For good measure—and quite unlike anything I’ve seen since they collected Thurber or Nash—you’ll find page upon page (pp. 228-265) of rhyme that will make you smile, chuckle, and laugh, while simultaneously reading your way through the history of philosophy, theology and hermeneutics, to which topics Williams returns later not in levity but in full seriousness (pp. 267 ff.). The effect is a liberal arts education in miniature, with Theology as its capstone (p. 334). The book ends beautifully, much like Paradise Lost: the end is the beginning (p. 360).
Finally, three notable, but passing, particulars:
(1.) The publisher has the great good sense to use a slightly smaller font when a larger one would cause the line to bleed over—because visuals matter. To sound and sense add sight.
(2.) While the word “sackbutt” (p. 171) is historically accurate, it is so—unpoetical.

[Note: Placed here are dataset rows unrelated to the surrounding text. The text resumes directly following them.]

/// Donut hole as a fraction of the radius.
const DONUT_HOLE: f64 = 0.5;
/// Largest scatter marker diameter, in pixels.
const SCATTER_SIZE_MAX: f64 = 20.0;
/// Fraction of the weekly span added on both sides of the x axis.
const WEEKLY_AXIS_PADDING: f64 = 0.1;

/// Builds a [`ChartSet`] from aggregation output.
#[derive(Debug, Clone, Default)]
pub struct ChartRenderer {
    theme: ChartTheme,
}

impl ChartRenderer {
    pub fn new(theme: ChartTheme) -> Self {
        Self { theme }
    }

    pub fn theme(&self) -> &ChartTheme {
        &self.theme
    }

    /// Render every chart with data. Charts whose source table is empty are
    /// left out of the set.
    pub fn render_all(&self, summaries: &Summaries) -> ChartSet {
        let mut set = ChartSet::new();
        let candidates = [
            self.region_pie(summaries),
            self.region_trend(summaries),
            self.region_bar_group(summaries),
            self.region_activity(summaries),
            self.trainer_payment(summaries),
            self.trainer_heatmap(summaries),
            self.trainer_efficiency(summaries),
            self.trainer_pie(summaries),
            self.trainer_trend(summaries),
            self.client_cost(summaries),
            self.client_scatter(summaries),
            self.payment_pie(summaries),
            self.payment_stack(summaries),
        ];
        for spec in candidates.into_iter().flatten() {
            set.insert(spec);
        }
        debug!("Rendered {} chart specs", set.len());
        set
    }

    fn spec(&self, id: ChartId, kind: ChartKind) -> ChartSpec {
        ChartSpec {
            id,
            title: id.title().to_string(),
            template: self.theme.template.clone(),
            x_label: None,
            y_label: None,
            currency: self.theme.currency.clone(),
            kind,
        }
    }

    fn cost_axis_label(&self) -> String {
        format!("Cost ({})", self.theme.currency)
    }

    fn donut<'a, I>(&self, id: ChartId, items: I) -> Option<ChartSpec>
    where
        I: IntoIterator<Item = (&'a str, f64)>,
    {
        let slices: Vec<Slice> = items
            .into_iter()
            .enumerate()
            .map(|(i, (label, value))| Slice {
                label: label.to_string(),
                value,
                color: self.theme.color(i).to_string(),
            })
            .collect();
        if slices.is_empty() {
            return None;
        }
        Some(self.spec(
            id,
            ChartKind::Donut {
                hole: DONUT_HOLE,
                slices,
            },
        ))
    }

    fn category_series(&self, index: usize, name: &str, values: Vec<f64>) -> CategorySeries {
        CategorySeries {
            name: name.to_string(),
            color: self.theme.color(index).to_string(),
            values,
        }
    }

    /// Region share of total cost.
    pub fn region_pie(&self, summaries: &Summaries) -> Option<ChartSpec> {
        self.donut(
            ChartId::RegionPie,
            summaries
                .regions
                .iter()
                .map(|r| (r.label.as_str(), r.total_cost)),
        )
    }

    /// Weekly cost per region.
    pub fn region_trend(&self, summaries: &Summaries) -> Option<ChartSpec> {
        self.weekly_line(ChartId::RegionTrend, &summaries.weekly_by_region)
    }

    /// Region total next to average session cost.
    pub fn region_bar_group(&self, summaries: &Summaries) -> Option<ChartSpec> {
        let regions = &summaries.regions;
        if regions.is_empty() {
            return None;
        }
        let series = vec![
            self.category_series(0, "Total Cost", regions.iter().map(|r| r.total_cost).collect()),
            self.category_series(
                1,
                "Average Session Cost",
                regions.iter().map(|r| r.average_cost).collect(),
            ),
        ];
        Some(self.spec(
            ChartId::RegionBarGroup,
            ChartKind::Bar {
                mode: BarMode::Group,
                categories: labels(regions),
                series,
            },
        ))
    }

    /// Sessions and clients per region, busiest first.
    pub fn region_activity(&self, summaries: &Summaries) -> Option<ChartSpec> {
        if summaries.regions.is_empty() {
            return None;
        }
        let mut regions: Vec<&GroupSummary> = summaries.regions.iter().collect();
        regions.sort_by(|a, b| {
            b.session_count
                .cmp(&a.session_count)
                .then_with(|| a.label.cmp(&b.label))
        });
        let series = vec![
            self.category_series(
                0,
                "Session Count",
                regions.iter().map(|r| r.session_count as f64).collect(),
            ),
            self.category_series(
                1,
                "Client Count",
                regions.iter().map(|r| r.client_count as f64).collect(),
            ),
        ];
        Some(self.spec(
            ChartId::RegionActivity,
            ChartKind::Bar {
                mode: BarMode::Group,
                categories: regions.iter().map(|r| r.label.clone()).collect(),
                series,
            },
        ))
    }

    /// Trainer cost split by payment type, trainers ordered by total.
    pub fn trainer_payment(&self, summaries: &Summaries) -> Option<ChartSpec> {
        let pivot = &summaries.trainer_payment;
        if pivot.is_empty() {
            return None;
        }
        let trainers = labels(&summaries.trainers);
        let series = pivot
            .column_labels
            .iter()
            .enumerate()
            .map(|(i, payment)| {
                let values = trainers.iter().map(|t| pivot.value(t, payment)).collect();
                self.category_series(i, payment, values)
            })
            .collect();
        let mut spec = self.spec(
            ChartId::TrainerPayment,
            ChartKind::Bar {
                mode: BarMode::Group,
                categories: trainers,
                series,
            },
        );
        spec.y_label = Some(self.cost_axis_label());
        Some(spec)
    }

    /// Region x trainer cost grid.
    pub fn trainer_heatmap(&self, summaries: &Summaries) -> Option<ChartSpec> {
        let CrossTab {
            row_labels,
            column_labels,
            values,
            ..
        } = &summaries.region_trainer;
        if row_labels.is_empty() {
            return None;
        }
        let mut spec = self.spec(
            ChartId::TrainerHeatmap,
            ChartKind::Heatmap {
                x_labels: column_labels.clone(),
                y_labels: row_labels.clone(),
                z: values.clone(),
                colorscale: "Viridis".to_string(),
            },
        );
        spec.x_label = Some("Trainers".to_string());
        spec.y_label = Some("Regions".to_string());
        Some(spec)
    }

    /// Average session cost against average weekly cost per trainer.
    pub fn trainer_efficiency(&self, summaries: &Summaries) -> Option<ChartSpec> {
        if summaries.trainers.is_empty() {
            return None;
        }
        let mut trainers: Vec<&GroupSummary> = summaries.trainers.iter().collect();
        trainers.sort_by(|a, b| a.label.cmp(&b.label));
        let series = vec![
            self.category_series(
                0,
                "Average Cost",
                trainers.iter().map(|t| t.average_cost).collect(),
            ),
            self.category_series(
                1,
                "Average Weekly Cost",
                trainers.iter().map(|t| t.average_weekly_cost).collect(),
            ),
        ];
        Some(self.spec(
            ChartId::TrainerEfficiency,
            ChartKind::CategoryLine {
                categories: trainers.iter().map(|t| t.label.clone()).collect(),
                series,
            },
        ))
    }

    /// Trainer share of total cost.
    pub fn trainer_pie(&self, summaries: &Summaries) -> Option<ChartSpec> {
        self.donut(
            ChartId::TrainerPie,
            summaries
                .trainers
                .iter()
                .map(|t| (t.label.as_str(), t.total_cost)),
        )
    }

    /// Weekly cost per trainer.
    pub fn trainer_trend(&self, summaries: &Summaries) -> Option<ChartSpec> {
        self.weekly_line(ChartId::TrainerTrend, &summaries.weekly_by_trainer)
    }

    /// Total cost per client, most expensive first.
    pub fn client_cost(&self, summaries: &Summaries) -> Option<ChartSpec> {
        let clients = &summaries.clients;
        if clients.is_empty() {
            return None;
        }
        Some(self.spec(
            ChartId::ClientCost,
            ChartKind::CategoryLine {
                categories: clients.iter().map(|c| c.client_name.clone()).collect(),
                series: vec![self.category_series(
                    0,
                    "Total Cost",
                    clients.iter().map(|c| c.total_cost).collect(),
                )],
            },
        ))
    }

    /// Sessions per client, sized by cost and coloured by region.
    pub fn client_scatter(&self, summaries: &Summaries) -> Option<ChartSpec> {
        let clients = &summaries.clients;
        if clients.is_empty() {
            return None;
        }
        let max_cost = clients.iter().map(|c| c.total_cost).fold(0.0, f64::max);

        let mut by_region: BTreeMap<&str, Vec<ScatterPoint>> = BTreeMap::new();
        for (index, client) in clients.iter().enumerate() {
            by_region
                .entry(client.region.as_str())
                .or_default()
                .push(ScatterPoint {
                    category: index,
                    y: client.session_count as f64,
                    size_value: client.total_cost,
                    marker_size: marker_size(client.total_cost, max_cost),
                });
        }

        let series = by_region
            .into_iter()
            .enumerate()
            .map(|(i, (region, points))| ScatterSeries {
                name: region.to_string(),
                color: self.theme.color(i).to_string(),
                points,
            })
            .collect();

        let mut spec = self.spec(
            ChartId::ClientScatter,
            ChartKind::Scatter {
                categories: clients.iter().map(|c| c.client_name.clone()).collect(),
                series,
            },
        );
        spec.x_label = Some("Client Name".to_string());
        spec.y_label = Some("Session Count".to_string());
        Some(spec)
    }

    /// Payment type share of total cost.
    pub fn payment_pie(&self, summaries: &Summaries) -> Option<ChartSpec> {
        self.donut(
            ChartId::PaymentPie,
            summaries
                .payments
                .iter()
                .map(|p| (p.payment_type.as_str(), p.total_cost)),
        )
    }

    /// Region cost stacked by payment type.
    pub fn payment_stack(&self, summaries: &Summaries) -> Option<ChartSpec> {
        let pivot = &summaries.region_payment;
        if pivot.is_empty() {
            return None;
        }
        let series = pivot
            .column_labels
            .iter()
            .enumerate()
            .map(|(c, payment)| {
                let values = pivot.values.iter().map(|row| row[c]).collect();
                self.category_series(c, payment, values)
            })
            .collect();
        Some(self.spec(
            ChartId::PaymentStack,
            ChartKind::Bar {
                mode: BarMode::Stack,
                categories: pivot.row_labels.clone(),
                series,
            },
        ))
    }

    fn weekly_line(&self, id: ChartId, weekly: &[WeeklySeries]) -> Option<ChartSpec> {
        let (min, max) = week_bounds(weekly)?;
        let series = weekly
            .iter()
            .enumerate()
            .map(|(i, s)| TimeSeries {
                name: s.group.clone(),
                color: self.theme.color(i).to_string(),
                points: s.points.iter().map(|p| (p.week_start, p.total_cost)).collect(),
            })
            .collect();
        let mut spec = self.spec(
            id,
            ChartKind::WeeklyLine {
                x_range: padded_range(min, max),
                series,
            },
        );
        spec.x_label = Some("Week".to_string());
        spec.y_label = Some(self.cost_axis_label());
        Some(spec)
    }
}

fn labels(groups: &[GroupSummary]) -> Vec<String> {
    groups.iter().map(|g| g.label.clone()).collect()
}

/// Pad a date range by 10% of its span on both sides, rounded up to whole
/// days; a single-day range gets one day each side.
pub fn padded_range(min: NaiveDate, max: NaiveDate) -> (NaiveDate, NaiveDate) {
    let span = (max - min).num_days();
    let pad = if span > 0 {
        (span as f64 * WEEKLY_AXIS_PADDING).ceil() as i64
    } else {
        1
    };
    (min - Duration::days(pad), max + Duration::days(pad))
}
//! Aggregation over filtered expense records.
//!
//! This module computes every table the dashboard, charts and report
//! consume:
//! - Region and trainer summaries with derived weekly/daily/client rates
//! - Client summary keyed by (region, client)
//! - Payment shares
//! - Region x trainer, trainer x payment and region x payment pivots
//! - Weekly series by region and by trainer
//!
//! All output is deterministic: groups are collected in ordered maps and
//! ties in the cost ordering break on the label.

mod pivot;
mod summaries;
mod weekly;

use crate::types::{ExpenseRecord, ExpenseTable};
use crate::utils::safe_div;
use serde::{Deserialize, Serialize};
use std::collections::BTreeSet;
use tracing::debug;

pub use pivot::{CrossTab, GRAND_TOTAL_LABEL, Margins};
pub use summaries::{
    ClientSummary, GroupSummary, PaymentShare, client_summary, group_summary, payment_shares,
    weeks_span,
};
pub use weekly::{WeeklyPoint, WeeklySeries, week_bounds, week_start, weekly_by};

/// Headline metrics.
#[derive(Debug, Clone, Default, PartialEq, Serialize, Deserialize)]
pub struct Kpis {
    pub total_cost: f64,
    pub session_count: usize,
    /// Total cost per session, 0 without sessions.
    pub average_cost: f64,
    pub record_count: usize,
}

impl Kpis {
    pub fn from_records(records: &[ExpenseRecord]) -> Self {
        let total_cost: f64 = records.iter().map(|r| r.cost).sum();
        let session_count = records
            .iter()
            .map(ExpenseRecord::session_key)
            .collect::<BTreeSet<_>>()
            .len();
        Self {
            total_cost,
            session_count,
            average_cost: safe_div(total_cost, session_count as f64),
            record_count: records.len(),
        }
    }
}

/// Every aggregation table for one filtered table.
#[derive(Debug, Clone, Default, PartialEq, Serialize, Deserialize)]
pub struct Summaries {
    pub kpis: Kpis,
    pub regions: Vec<GroupSummary>,
    pub trainers: Vec<GroupSummary>,
    pub clients: Vec<ClientSummary>,
    pub payments: Vec<PaymentShare>,
    /// Region rows, trainer columns, zero-filled.
    pub region_trainer: CrossTab,
    /// Trainer rows, payment-type columns, with grand totals.
    pub trainer_payment: CrossTab,
    /// Region rows, payment-type columns.
    pub region_payment: CrossTab,
    pub weekly_by_region: Vec<WeeklySeries>,
    pub weekly_by_trainer: Vec<WeeklySeries>,
}

fn by_region(record: &ExpenseRecord) -> &str {
    &record.region
}

fn by_trainer(record: &ExpenseRecord) -> &str {
    &record.trainer_name
}

fn by_payment(record: &ExpenseRecord) -> &str {
    &record.payment_type
}

/// Computes [`Summaries`] from a filtered table.
pub struct AggregationEngine;

impl AggregationEngine {
    /// Run every aggregation over `table`.
    pub fn summarize(table: &ExpenseTable) -> Summaries {
        let records = &table.records;
        debug!("Aggregating {} records", records.len());

        Summaries {
            kpis: Kpis::from_records(records),
            regions: group_summary(records, by_region),
            trainers: group_summary(records, by_trainer),
            clients: client_summary(records),
            payments: payment_shares(records),
            region_trainer: CrossTab::build(records, by_region, by_trainer),
            trainer_payment: CrossTab::build(records, by_trainer, by_payment).with_margins(),
            region_payment: CrossTab::build(records, by_region, by_payment),
            weekly_by_region: weekly_by(records, by_region),
            weekly_by_trainer: weekly_by(records, by_trainer),
        }
    }
}
//! CLI entry point for expense analysis.

use anyhow::{Result, anyhow};
use chrono::NaiveDate;
use clap::{Parser, ValueEnum};
use dotenv::dotenv;
use expense_analysis::loader::parse_day_first_date;
use expense_analysis::utils::format_currency;
use expense_analysis::{
    AnalysisSession, ChartTheme, FilterSelection, LoaderConfig, MetadataRow, Orientation,
    ReportOptions, SectionToggles,
};
use std::path::{Path, PathBuf};
use tracing::{error, info, warn};

/// CLI-compatible metadata row mode
#[derive(Debug, Clone, Copy, ValueEnum)]
enum CliMetadataRow {
    /// Skip the first line when it starts with a run of separators
    Auto,
    /// Always skip the first line
    Skip,
    /// The first line is the header
    Absent,
}

impl From<CliMetadataRow> for MetadataRow {
    fn from(cli: CliMetadataRow) -> Self {
        match cli {
            CliMetadataRow::Auto => MetadataRow::Auto,
            CliMetadataRow::Skip => MetadataRow::Skip,
            CliMetadataRow::Absent => MetadataRow::Absent,
        }
    }
}

/// CLI-compatible page orientation
#[derive(Debug, Clone, Copy, ValueEnum)]
enum CliOrientation {
    Portrait,
    Landscape,
}

impl From<CliOrientation> for Orientation {
    fn from(cli: CliOrientation) -> Self {
        match cli {
            CliOrientation::Portrait => Orientation::Portrait,
            CliOrientation::Landscape => Orientation::Landscape,
        }
    }
}

/// Report sections that can be toggled
#[derive(Debug, Clone, Copy, PartialEq, Eq, ValueEnum)]
enum CliSection {
    Kpi,
    Region,
    Trainer,
    Client,
    Payment,
}

fn section_toggles(sections: &[CliSection]) -> SectionToggles {
    SectionToggles {
        kpi: sections.contains(&CliSection::Kpi),
        region: sections.contains(&CliSection::Region),
        trainer: sections.contains(&CliSection::Trainer),
        client: sections.contains(&CliSection::Client),
        payment: sections.contains(&CliSection::Payment),
    }
}

fn parse_date_arg(value: &str) -> std::result::Result<NaiveDate, String> {
    parse_day_first_date(value).ok_or_else(|| format!("unrecognized date '{}'", value))
}

fn parse_separator(value: &str) -> std::result::Result<u8, String> {
    match value {
        "\\t" | "tab" => Ok(b'\t'),
        _ => {
            let bytes = value.as_bytes();
            if bytes.len() == 1 {
                Ok(bytes[0])
            } else {
                Err(format!("separator must be a single byte, got '{}'", value))
            }
        }
    }
}

#[derive(Parser, Debug)]
#[command(
    version,
    about = "Expense analysis: summaries, charts, PDF report and CSV exports",
    long_about = "Analyze a trainer expense sheet.\n\n\
                  EXAMPLES:\n  \
                  # Full report and CSV exports\n  \
                  expense-analysis -i expenses.csv -o reports/\n\n  \
                  # One region over January, PDF only\n  \
                  expense-analysis -i expenses.csv --region North --from 01/01/2024 --to 31/01/2024 --pdf\n\n  \
                  # Summaries and chart specs as JSON\n  \
                  expense-analysis -i expenses.csv --json"
)]
struct Args {
    /// Path to the expense file
    #[arg(short, long)]
    input: PathBuf,

    /// Output directory for the report and CSV files
    #[arg(short, long, default_value = "./outputs")]
    output: PathBuf,

    /// First date to include (day-first or ISO)
    #[arg(long, value_parser = parse_date_arg)]
    from: Option<NaiveDate>,

    /// Last date to include (day-first or ISO)
    #[arg(long, value_parser = parse_date_arg)]
    to: Option<NaiveDate>,

    /// Keep only these regions (repeatable)
    #[arg(long = "region")]
    regions: Vec<String>,

    /// Keep only these clients (repeatable)
    #[arg(long = "client")]
    clients: Vec<String>,

    /// Keep only these trainers (repeatable)
    #[arg(long = "trainer")]
    trainers: Vec<String>,

    /// Field separator of the input file (`tab` for tab-separated)
    #[arg(long, default_value = ",", value_parser = parse_separator)]
    separator: u8,

    /// How to treat the first line of the file
    #[arg(long, value_enum, default_value = "auto")]
    metadata_row: CliMetadataRow,

    /// Minimum leading separators that mark a metadata line in auto mode
    #[arg(long, default_value = "5")]
    metadata_run: usize,

    /// Page size (A0-A6, Letter, Legal); unknown names fall back to A4
    #[arg(long, default_value = "A4")]
    page_size: String,

    #[arg(long, value_enum, default_value = "portrait")]
    orientation: CliOrientation,

    /// Leave out the cover page
    #[arg(long)]
    no_cover: bool,

    /// Report sections to include (comma-separated); all when omitted
    #[arg(long, value_enum, value_delimiter = ',')]
    sections: Option<Vec<CliSection>>,

    /// Chart image width in pixels
    #[arg(long, default_value = "800")]
    chart_width: u32,

    /// Chart image height in pixels
    #[arg(long, default_value = "500")]
    chart_height: u32,

    /// Currency prefix for tables and chart labels
    #[arg(long, default_value = "Rs.")]
    currency: String,

    /// Write only the PDF report
    #[arg(long, conflicts_with = "csv")]
    pdf: bool,

    /// Write only the CSV exports
    #[arg(long)]
    csv: bool,

    /// Print the filter options for the current selection and exit
    #[arg(long)]
    list_options: bool,

    /// Output JSON to stdout instead of writing files
    ///
    /// Disables all progress logs; only the summaries and chart specs are
    /// printed. Useful for piping: `... --json | jq .summaries.kpis`
    #[arg(long)]
    json: bool,

    /// Log level (trace, debug, info, warn, error)
    #[arg(short, long, default_value = "info")]
    log_level: String,

    /// Suppress progress output (only show errors and final result)
    #[arg(short, long)]
    quiet: bool,
}

impl Args {
    fn selection(&self) -> FilterSelection {
        let mut selection = FilterSelection::all()
            .with_regions(self.regions.iter().cloned())
            .with_clients(self.clients.iter().cloned())
            .with_trainers(self.trainers.iter().cloned());
        if self.from.is_some() || self.to.is_some() {
            selection.date_range = Some((
                self.from.unwrap_or(NaiveDate::MIN),
                self.to.unwrap_or(NaiveDate::MAX),
            ));
        }
        selection
    }

    fn report_options(&self) -> Result<ReportOptions> {
        let sections = self
            .sections
            .as_deref()
            .map(section_toggles)
            .unwrap_or_default();
        Ok(ReportOptions::builder()
            .page_size_name(&self.page_size)
            .orientation(self.orientation.into())
            .include_cover(!self.no_cover)
            .sections(sections)
            .chart_pixels(self.chart_width, self.chart_height)
            .build()?)
    }
}

/// Initialize the tracing subscriber for logging.
///
/// When `json_output` is true, logging is completely disabled to ensure
/// only JSON is written to stdout.
fn init_logging(level: &str, quiet: bool, json_output: bool) {
    if json_output {
        return;
    }

    use tracing_subscriber::EnvFilter;

    let effective_level = if quiet { "warn" } else { level };

    let filter =
        EnvFilter::try_from_default_env().unwrap_or_else(|_| EnvFilter::new(effective_level));

    tracing_subscriber::fmt()
        .with_env_filter(filter)
        .with_target(false)
        .init();
}

fn main() -> Result<()> {
    let args = Args::parse();

    init_logging(&args.log_level, args.quiet, args.json);

    // Load environment variables from .env file
    dotenv().ok();

    if !args.input.exists() {
        return Err(anyhow!("Input file not found: {}", args.input.display()));
    }

    let loader_config = LoaderConfig::builder()
        .separator(args.separator)
        .metadata_row(args.metadata_row.into())
        .metadata_separator_run(args.metadata_run)
        .build()?;
    let report_options = args.report_options()?;

    let theme = ChartTheme {
        currency: args.currency.clone(),
        ..ChartTheme::default()
    };
    let mut builder = AnalysisSession::builder()
        .loader_config(loader_config)
        .theme(theme);
    if !args.quiet && !args.json {
        builder = builder.on_progress(|update| {
            info!(
                "[{:.0}%] {}: {}",
                update.progress * 100.0,
                update.stage.display_name(),
                update.message
            );
        });
    }
    let mut session = builder.build()?;

    let load_summary = session.load_path(&args.input)?;
    if load_summary.rows_dropped > 0 {
        warn!(
            "{} rows dropped for an unparseable date or cost",
            load_summary.rows_dropped
        );
    }

    let selection = args.selection();
    if !selection.is_passthrough() {
        session.apply_filters(selection)?;
    }

    if args.list_options {
        return print_filter_options(&session);
    }

    if args.json {
        println!("{}", session.snapshot()?.to_json()?);
        return Ok(());
    }

    run_exports(&session, &args, &report_options)
}

/// Write the requested outputs and print a summary.
fn run_exports(session: &AnalysisSession, args: &Args, options: &ReportOptions) -> Result<()> {
    if !args.output.exists() {
        std::fs::create_dir_all(&args.output)?;
        info!("Created output directory: {}", args.output.display());
    }

    let write_pdf = !args.csv || args.pdf;
    let write_csv = !args.pdf || args.csv;
    let mut written: Vec<PathBuf> = Vec::new();

    if write_pdf {
        match session.generate_report(options) {
            Ok(document) => {
                let path = args.output.join(&document.file_name);
                std::fs::write(&path, &document.bytes)?;
                for chart in &document.omitted_charts {
                    warn!("Chart '{}' could not be rendered and was left out", chart);
                }
                info!("Report written to: {} ({} pages)", path.display(), document.page_count);
                written.push(path);
            }
            Err(e) => {
                error!("Error generating PDF: {}", e);
                return Err(anyhow!("Error generating PDF: {}", e));
            }
        }
    }

    if write_csv {
        written.extend(session.export_csv(&args.output)?);
    }

    print_human_readable_summary(session, &args.input, &args.currency, &written)
}

fn print_filter_options(session: &AnalysisSession) -> Result<()> {
    let options = session.filter_options(session.selection()?)?;

    println!();
    if let Some((min, max)) = options.date_bounds {
        println!("Dates:    {} to {}", min, max);
    }
    println!("Regions:  {}", options.regions.join(", "));
    println!("Clients:  {}", options.clients.join(", "));
    println!("Trainers: {}", options.trainers.join(", "));
    Ok(())
}

/// Print a human-readable summary of the analysis.
///
/// This is the default output when `--json` is not specified.
fn print_human_readable_summary(
    session: &AnalysisSession,
    input: &Path,
    currency: &str,
    written: &[PathBuf],
) -> Result<()> {
    let load_summary = session.load_summary()?;
    let summaries = session.summaries()?;
    let kpis = &summaries.kpis;

    println!();
    println!("{}", "=".repeat(80));
    println!("EXPENSE ANALYSIS COMPLETE");
    println!("{}", "=".repeat(80));
    println!();

    println!(
        "Input: {} ({} rows read, {} dropped)",
        input.display(),
        load_summary.rows_read,
        load_summary.rows_dropped
    );
    println!(
        "Selection: {} of {} rows",
        session.filtered_table()?.len(),
        session.raw_table()?.len()
    );
    println!();

    println!("Key Metrics:");
    println!("  Total Cost:           {}", format_currency(currency, kpis.total_cost));
    println!("  Total Sessions:       {}", kpis.session_count);
    println!("  Average Cost/Session: {}", format_currency(currency, kpis.average_cost));
    println!();

    if !summaries.regions.is_empty() {
        println!("Regions:");
        for region in &summaries.regions {
            println!(
                "  {:<20} {:>16}  {} sessions",
                region.label,
                format_currency(currency, region.total_cost),
                region.session_count
            );
        }
        println!();
    }

    if !written.is_empty() {
        println!("Files:");
        for path in written {
            println!("  - {}", path.display());
        }
        println!();
    }

    println!("Use --json for machine-readable output");
    println!("{}", "=".repeat(80));
    Ok(())
}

(3.) Lastly, please understand this comment as the highest possible praise: Of the nearly 400 poems in this collection, not one can righty be called a somnifacient—not one. The achievement is impressive. Not even Sidney, Housman, or Gray could ring the bell every time. Yet here, every poem both embodies and elicits thought and piety. Each one, considered carefully, illustrates why thought and piety are so closely related, perhaps twins. Williams’ poetry is the verbal embodiment of Benjamin Whichcote’s dictum that no notion ever changed his heart that did not first enlighten his mind.
Books related to this essay may be found in The Imaginative Conservative Bookstore.
[i] For example, Frost: “Times in the Appalachian High Country” (p. 12) and “Metaphor Glimpsed” (p. 51), Hopkins: “Plane Flight” (p.33), Dickinson: “Spring Metaphor” (p. 17) and “Commentary, Job 38: 7” (p. 36), De la Mare: “New Every Morning” (p. 44), and occasionally even Wordsworth: “Conversation with a Back-Packer” (p. 52).
[ii] But not—praise God—Eliot, Sandburg or Pound, or at least not too much.